◆ Extracted information ◆
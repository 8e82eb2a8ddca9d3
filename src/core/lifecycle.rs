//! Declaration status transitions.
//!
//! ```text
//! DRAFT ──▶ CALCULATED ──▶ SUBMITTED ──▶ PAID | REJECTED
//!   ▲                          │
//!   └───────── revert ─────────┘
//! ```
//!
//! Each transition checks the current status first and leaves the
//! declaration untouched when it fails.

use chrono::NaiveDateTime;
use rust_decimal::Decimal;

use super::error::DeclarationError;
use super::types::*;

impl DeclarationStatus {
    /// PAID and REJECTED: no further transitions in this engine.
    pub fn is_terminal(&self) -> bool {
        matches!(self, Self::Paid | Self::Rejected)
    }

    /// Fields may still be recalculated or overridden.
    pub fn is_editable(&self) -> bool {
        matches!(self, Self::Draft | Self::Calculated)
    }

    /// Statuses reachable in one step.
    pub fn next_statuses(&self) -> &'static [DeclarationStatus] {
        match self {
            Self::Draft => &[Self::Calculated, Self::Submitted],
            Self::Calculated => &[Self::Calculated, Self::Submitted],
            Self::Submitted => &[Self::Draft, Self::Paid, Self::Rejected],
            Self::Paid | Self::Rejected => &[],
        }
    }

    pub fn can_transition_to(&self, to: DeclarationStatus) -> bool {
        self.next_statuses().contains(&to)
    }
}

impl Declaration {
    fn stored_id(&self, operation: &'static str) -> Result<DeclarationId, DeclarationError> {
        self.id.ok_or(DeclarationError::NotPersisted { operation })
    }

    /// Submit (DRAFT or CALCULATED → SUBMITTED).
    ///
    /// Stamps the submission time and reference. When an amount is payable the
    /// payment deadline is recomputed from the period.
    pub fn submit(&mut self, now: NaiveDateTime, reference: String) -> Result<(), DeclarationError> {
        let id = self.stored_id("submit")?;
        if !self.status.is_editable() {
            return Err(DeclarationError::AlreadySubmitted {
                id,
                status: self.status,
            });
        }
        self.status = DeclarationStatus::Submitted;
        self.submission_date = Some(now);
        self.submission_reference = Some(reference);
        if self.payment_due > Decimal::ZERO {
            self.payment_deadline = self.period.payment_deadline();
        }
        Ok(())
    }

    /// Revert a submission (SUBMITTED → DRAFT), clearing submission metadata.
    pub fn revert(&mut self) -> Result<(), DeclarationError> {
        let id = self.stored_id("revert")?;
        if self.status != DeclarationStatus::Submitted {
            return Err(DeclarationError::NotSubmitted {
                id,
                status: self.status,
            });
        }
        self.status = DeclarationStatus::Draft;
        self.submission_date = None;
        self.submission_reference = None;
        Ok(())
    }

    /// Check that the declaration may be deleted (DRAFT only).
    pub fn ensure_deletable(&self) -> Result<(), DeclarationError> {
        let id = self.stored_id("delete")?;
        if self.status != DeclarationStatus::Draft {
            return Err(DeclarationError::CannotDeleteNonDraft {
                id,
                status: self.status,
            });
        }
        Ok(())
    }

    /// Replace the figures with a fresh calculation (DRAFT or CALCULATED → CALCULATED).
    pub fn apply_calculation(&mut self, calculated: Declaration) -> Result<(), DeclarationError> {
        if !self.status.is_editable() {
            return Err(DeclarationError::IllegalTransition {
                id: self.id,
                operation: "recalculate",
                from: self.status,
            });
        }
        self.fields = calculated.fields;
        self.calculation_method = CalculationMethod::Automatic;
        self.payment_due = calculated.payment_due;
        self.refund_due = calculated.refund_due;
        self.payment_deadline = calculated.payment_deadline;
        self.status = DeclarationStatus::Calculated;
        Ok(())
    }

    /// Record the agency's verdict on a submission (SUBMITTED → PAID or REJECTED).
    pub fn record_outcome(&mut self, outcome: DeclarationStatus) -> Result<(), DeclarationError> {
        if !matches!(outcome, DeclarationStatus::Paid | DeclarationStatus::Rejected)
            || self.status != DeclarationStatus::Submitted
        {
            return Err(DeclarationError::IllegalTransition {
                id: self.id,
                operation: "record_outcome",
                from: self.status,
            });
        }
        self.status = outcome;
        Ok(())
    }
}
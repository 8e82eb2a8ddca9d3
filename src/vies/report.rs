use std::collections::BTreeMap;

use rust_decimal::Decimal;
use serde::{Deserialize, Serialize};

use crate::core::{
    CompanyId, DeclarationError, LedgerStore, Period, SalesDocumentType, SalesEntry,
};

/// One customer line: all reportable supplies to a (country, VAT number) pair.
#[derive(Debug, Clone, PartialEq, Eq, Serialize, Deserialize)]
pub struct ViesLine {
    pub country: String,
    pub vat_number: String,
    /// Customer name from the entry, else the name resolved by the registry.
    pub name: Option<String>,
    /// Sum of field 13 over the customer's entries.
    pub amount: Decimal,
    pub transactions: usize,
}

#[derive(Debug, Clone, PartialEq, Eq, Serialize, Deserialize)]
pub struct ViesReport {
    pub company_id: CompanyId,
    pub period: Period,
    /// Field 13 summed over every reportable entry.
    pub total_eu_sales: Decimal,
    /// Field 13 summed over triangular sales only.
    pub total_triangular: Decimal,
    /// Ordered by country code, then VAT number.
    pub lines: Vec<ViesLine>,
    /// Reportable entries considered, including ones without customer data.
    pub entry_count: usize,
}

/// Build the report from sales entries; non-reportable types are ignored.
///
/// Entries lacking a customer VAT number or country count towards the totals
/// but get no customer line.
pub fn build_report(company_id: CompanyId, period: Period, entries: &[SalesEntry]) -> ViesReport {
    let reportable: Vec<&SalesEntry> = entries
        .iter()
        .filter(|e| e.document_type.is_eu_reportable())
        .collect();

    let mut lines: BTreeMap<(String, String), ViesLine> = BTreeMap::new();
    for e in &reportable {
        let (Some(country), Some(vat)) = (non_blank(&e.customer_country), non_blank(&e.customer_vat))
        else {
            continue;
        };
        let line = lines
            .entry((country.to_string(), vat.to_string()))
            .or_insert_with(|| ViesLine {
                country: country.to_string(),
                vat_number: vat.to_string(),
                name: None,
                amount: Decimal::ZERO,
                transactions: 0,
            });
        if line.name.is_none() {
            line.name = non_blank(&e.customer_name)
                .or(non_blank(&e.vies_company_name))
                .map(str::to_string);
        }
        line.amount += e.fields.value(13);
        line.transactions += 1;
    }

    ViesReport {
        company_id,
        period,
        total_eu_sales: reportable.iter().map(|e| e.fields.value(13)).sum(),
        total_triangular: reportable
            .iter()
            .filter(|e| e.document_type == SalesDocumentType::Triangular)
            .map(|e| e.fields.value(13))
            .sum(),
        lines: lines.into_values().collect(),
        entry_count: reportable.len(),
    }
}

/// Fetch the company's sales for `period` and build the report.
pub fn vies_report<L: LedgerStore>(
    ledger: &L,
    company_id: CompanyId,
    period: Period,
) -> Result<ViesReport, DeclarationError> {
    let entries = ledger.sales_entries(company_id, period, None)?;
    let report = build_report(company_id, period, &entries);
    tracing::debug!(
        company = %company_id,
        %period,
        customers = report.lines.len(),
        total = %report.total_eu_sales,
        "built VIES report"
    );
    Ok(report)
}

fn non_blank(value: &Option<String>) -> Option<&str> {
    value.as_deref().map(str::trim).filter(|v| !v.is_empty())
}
--
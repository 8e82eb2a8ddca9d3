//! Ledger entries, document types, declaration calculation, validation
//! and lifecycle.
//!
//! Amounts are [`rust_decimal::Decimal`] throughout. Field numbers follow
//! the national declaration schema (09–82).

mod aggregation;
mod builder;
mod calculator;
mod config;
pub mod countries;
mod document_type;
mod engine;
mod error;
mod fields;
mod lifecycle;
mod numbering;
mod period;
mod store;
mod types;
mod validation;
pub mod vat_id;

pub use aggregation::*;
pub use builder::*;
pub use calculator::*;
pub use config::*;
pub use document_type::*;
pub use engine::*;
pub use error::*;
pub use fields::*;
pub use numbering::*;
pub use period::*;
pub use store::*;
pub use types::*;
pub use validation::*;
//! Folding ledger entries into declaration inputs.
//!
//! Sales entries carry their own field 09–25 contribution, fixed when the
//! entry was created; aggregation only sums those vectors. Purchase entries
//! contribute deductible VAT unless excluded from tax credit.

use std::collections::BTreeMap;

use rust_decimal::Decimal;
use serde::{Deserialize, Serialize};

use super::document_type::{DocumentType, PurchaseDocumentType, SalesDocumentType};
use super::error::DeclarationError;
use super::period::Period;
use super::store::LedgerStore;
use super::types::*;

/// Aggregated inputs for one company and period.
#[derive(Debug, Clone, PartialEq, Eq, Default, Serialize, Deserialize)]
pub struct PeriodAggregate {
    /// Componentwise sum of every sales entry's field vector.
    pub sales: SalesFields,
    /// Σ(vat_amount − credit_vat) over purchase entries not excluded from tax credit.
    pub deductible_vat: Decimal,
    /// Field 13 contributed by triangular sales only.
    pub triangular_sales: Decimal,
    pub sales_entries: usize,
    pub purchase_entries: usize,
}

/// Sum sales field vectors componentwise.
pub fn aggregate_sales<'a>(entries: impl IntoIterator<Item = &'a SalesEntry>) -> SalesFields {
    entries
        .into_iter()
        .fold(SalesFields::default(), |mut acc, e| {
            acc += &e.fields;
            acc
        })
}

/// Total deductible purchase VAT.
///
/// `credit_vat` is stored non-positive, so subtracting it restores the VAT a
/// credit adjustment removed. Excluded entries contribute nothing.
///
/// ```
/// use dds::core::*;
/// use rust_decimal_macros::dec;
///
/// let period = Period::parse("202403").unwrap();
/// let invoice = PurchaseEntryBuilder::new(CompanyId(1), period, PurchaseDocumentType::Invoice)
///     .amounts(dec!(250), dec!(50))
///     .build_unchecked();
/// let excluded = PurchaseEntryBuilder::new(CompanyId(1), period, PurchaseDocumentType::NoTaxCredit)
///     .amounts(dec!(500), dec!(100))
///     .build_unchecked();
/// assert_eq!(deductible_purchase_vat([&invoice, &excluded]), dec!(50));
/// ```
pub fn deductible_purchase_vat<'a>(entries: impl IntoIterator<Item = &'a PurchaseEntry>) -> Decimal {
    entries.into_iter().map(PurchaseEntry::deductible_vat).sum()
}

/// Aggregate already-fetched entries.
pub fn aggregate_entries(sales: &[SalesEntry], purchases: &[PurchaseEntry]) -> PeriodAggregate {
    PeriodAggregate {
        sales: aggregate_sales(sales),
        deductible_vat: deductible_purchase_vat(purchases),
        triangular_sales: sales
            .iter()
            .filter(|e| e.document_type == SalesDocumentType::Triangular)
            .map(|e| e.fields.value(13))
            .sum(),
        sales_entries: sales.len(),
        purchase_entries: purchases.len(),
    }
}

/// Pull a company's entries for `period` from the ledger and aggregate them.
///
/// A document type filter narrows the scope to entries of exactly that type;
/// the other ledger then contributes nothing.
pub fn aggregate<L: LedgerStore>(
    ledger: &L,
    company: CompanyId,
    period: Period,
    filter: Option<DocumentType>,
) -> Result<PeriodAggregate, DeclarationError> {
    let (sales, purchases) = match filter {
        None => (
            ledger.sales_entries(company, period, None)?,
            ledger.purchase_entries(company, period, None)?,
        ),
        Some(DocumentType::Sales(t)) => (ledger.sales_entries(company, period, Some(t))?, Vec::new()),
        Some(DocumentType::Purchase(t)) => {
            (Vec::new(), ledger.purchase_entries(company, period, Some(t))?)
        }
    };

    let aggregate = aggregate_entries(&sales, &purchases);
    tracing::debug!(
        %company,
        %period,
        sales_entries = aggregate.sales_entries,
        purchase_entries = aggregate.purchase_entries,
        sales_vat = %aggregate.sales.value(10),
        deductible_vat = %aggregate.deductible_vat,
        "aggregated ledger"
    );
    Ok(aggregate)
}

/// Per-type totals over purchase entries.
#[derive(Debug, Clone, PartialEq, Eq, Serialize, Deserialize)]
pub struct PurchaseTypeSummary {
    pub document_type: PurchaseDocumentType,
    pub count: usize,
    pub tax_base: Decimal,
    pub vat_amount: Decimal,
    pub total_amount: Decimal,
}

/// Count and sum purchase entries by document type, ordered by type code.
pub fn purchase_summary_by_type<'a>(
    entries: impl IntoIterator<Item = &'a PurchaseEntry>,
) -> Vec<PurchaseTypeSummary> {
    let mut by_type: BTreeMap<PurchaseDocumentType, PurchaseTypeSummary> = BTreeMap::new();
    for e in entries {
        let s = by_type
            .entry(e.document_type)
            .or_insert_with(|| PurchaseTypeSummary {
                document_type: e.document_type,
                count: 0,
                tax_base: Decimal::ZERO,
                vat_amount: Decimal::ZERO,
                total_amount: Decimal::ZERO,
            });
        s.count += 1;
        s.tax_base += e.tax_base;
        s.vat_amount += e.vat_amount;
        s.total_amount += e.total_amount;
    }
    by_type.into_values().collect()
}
--
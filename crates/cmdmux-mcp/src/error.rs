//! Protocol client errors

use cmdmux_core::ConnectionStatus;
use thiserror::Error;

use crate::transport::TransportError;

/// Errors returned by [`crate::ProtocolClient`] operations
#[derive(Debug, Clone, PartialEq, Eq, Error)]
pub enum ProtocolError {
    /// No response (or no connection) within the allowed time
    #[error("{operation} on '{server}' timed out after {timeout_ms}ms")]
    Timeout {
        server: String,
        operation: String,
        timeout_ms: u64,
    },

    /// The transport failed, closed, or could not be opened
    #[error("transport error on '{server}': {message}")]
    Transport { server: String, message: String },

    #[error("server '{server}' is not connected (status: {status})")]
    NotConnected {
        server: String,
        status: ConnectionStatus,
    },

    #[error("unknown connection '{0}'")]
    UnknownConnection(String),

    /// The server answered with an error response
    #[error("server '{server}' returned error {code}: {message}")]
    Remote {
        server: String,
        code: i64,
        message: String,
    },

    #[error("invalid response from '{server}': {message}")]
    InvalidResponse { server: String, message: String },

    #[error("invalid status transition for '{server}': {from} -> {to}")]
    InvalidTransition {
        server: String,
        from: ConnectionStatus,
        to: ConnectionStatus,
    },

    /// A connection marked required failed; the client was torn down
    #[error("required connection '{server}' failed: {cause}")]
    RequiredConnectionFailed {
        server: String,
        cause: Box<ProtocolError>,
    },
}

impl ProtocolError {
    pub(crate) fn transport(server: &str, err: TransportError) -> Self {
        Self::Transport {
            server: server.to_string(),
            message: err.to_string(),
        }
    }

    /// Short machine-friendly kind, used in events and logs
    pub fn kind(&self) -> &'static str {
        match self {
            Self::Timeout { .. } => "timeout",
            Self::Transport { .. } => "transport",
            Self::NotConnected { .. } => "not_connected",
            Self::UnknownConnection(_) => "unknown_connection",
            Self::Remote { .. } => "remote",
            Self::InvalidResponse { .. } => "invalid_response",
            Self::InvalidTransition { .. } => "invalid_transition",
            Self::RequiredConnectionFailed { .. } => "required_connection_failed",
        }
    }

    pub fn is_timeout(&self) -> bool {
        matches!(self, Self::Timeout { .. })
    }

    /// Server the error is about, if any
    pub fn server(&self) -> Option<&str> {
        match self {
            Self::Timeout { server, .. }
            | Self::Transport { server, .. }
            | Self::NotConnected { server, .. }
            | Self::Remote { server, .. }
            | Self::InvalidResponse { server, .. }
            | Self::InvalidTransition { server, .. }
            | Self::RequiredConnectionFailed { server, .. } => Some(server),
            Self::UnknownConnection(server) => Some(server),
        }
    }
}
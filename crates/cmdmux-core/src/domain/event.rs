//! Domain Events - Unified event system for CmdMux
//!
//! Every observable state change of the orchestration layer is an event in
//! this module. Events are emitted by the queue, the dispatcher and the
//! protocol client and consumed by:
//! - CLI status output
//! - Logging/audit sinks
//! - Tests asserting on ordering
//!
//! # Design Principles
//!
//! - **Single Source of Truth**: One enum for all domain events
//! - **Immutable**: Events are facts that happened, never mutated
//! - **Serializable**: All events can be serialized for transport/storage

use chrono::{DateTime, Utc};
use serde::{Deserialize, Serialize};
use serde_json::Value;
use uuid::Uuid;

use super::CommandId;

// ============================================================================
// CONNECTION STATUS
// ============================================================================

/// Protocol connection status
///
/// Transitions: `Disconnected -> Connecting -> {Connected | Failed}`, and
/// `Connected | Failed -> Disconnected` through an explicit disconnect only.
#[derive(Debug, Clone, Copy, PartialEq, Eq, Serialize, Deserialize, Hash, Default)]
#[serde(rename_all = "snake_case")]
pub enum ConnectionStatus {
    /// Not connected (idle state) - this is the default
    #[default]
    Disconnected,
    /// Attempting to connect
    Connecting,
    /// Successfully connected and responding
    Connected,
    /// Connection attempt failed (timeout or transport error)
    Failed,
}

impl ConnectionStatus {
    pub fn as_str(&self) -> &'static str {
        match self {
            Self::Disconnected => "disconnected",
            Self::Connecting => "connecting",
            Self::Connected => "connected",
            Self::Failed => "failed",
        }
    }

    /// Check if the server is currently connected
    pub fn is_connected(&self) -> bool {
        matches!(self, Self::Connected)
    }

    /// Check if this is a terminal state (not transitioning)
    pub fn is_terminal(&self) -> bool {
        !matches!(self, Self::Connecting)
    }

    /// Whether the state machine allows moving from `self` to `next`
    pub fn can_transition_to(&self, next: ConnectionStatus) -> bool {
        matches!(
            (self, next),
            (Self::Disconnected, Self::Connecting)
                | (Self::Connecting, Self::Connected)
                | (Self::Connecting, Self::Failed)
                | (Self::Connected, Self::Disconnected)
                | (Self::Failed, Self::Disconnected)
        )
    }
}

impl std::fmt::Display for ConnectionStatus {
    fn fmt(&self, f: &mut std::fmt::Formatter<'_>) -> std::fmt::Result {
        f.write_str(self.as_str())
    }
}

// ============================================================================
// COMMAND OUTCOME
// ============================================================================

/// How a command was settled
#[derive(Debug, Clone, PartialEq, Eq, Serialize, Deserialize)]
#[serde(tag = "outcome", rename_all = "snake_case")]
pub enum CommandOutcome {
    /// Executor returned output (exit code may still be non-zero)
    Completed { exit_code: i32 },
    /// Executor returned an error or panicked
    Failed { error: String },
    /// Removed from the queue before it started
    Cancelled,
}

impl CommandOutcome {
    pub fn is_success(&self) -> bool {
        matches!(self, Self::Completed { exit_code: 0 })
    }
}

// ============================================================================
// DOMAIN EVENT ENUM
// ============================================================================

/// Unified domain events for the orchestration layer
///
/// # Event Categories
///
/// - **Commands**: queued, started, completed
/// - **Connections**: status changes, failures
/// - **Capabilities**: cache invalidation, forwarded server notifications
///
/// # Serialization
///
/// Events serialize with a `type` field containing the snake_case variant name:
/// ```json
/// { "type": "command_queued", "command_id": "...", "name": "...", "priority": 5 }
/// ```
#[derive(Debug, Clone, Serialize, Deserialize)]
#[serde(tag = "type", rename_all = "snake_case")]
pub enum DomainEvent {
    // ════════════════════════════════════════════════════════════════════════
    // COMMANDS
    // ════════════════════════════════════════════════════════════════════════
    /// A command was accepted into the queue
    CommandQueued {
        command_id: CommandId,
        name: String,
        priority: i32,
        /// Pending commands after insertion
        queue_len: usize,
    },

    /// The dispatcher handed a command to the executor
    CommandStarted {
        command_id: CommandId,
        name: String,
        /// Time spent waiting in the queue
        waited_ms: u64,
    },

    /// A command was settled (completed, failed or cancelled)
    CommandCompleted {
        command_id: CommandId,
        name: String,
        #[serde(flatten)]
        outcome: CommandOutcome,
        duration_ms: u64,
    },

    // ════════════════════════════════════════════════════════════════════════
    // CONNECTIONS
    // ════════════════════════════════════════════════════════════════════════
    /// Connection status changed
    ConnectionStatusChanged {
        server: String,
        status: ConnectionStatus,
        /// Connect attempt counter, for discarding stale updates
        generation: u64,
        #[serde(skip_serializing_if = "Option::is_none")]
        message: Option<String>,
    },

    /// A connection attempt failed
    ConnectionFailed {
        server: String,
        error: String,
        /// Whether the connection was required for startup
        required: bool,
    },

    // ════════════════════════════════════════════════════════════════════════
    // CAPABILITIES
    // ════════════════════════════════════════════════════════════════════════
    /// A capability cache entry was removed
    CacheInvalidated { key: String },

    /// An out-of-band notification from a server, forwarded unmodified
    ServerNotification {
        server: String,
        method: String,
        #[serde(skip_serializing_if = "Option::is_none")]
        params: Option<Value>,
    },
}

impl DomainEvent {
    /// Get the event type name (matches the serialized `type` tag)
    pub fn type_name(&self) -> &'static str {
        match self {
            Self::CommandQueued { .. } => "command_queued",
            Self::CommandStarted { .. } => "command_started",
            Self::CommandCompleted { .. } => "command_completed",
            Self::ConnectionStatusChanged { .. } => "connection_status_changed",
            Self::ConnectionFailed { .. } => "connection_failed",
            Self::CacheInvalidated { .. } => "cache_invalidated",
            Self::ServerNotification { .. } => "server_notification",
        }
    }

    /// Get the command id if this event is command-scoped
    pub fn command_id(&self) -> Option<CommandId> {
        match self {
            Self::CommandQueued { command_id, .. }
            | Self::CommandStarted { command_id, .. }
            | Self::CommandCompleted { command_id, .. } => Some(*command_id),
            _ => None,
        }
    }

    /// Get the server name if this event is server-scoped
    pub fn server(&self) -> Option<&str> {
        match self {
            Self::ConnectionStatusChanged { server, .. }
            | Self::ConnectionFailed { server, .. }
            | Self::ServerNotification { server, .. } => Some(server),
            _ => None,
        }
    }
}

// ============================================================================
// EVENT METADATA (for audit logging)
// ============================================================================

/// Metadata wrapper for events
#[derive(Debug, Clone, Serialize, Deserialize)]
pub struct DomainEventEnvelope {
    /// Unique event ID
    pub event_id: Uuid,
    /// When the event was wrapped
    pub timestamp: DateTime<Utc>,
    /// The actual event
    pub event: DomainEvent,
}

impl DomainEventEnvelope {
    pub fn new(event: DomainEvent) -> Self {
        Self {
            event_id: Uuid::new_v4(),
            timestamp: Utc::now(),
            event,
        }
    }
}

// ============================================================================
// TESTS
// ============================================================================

◆ Work order ◆
Every line in the records above that contains the word "CommandQueued" should be copied out.

◆ Response to the exercise ◆
    CommandQueued {
            Self::CommandQueued { .. } => "command_queued",
            Self::CommandQueued { command_id, .. }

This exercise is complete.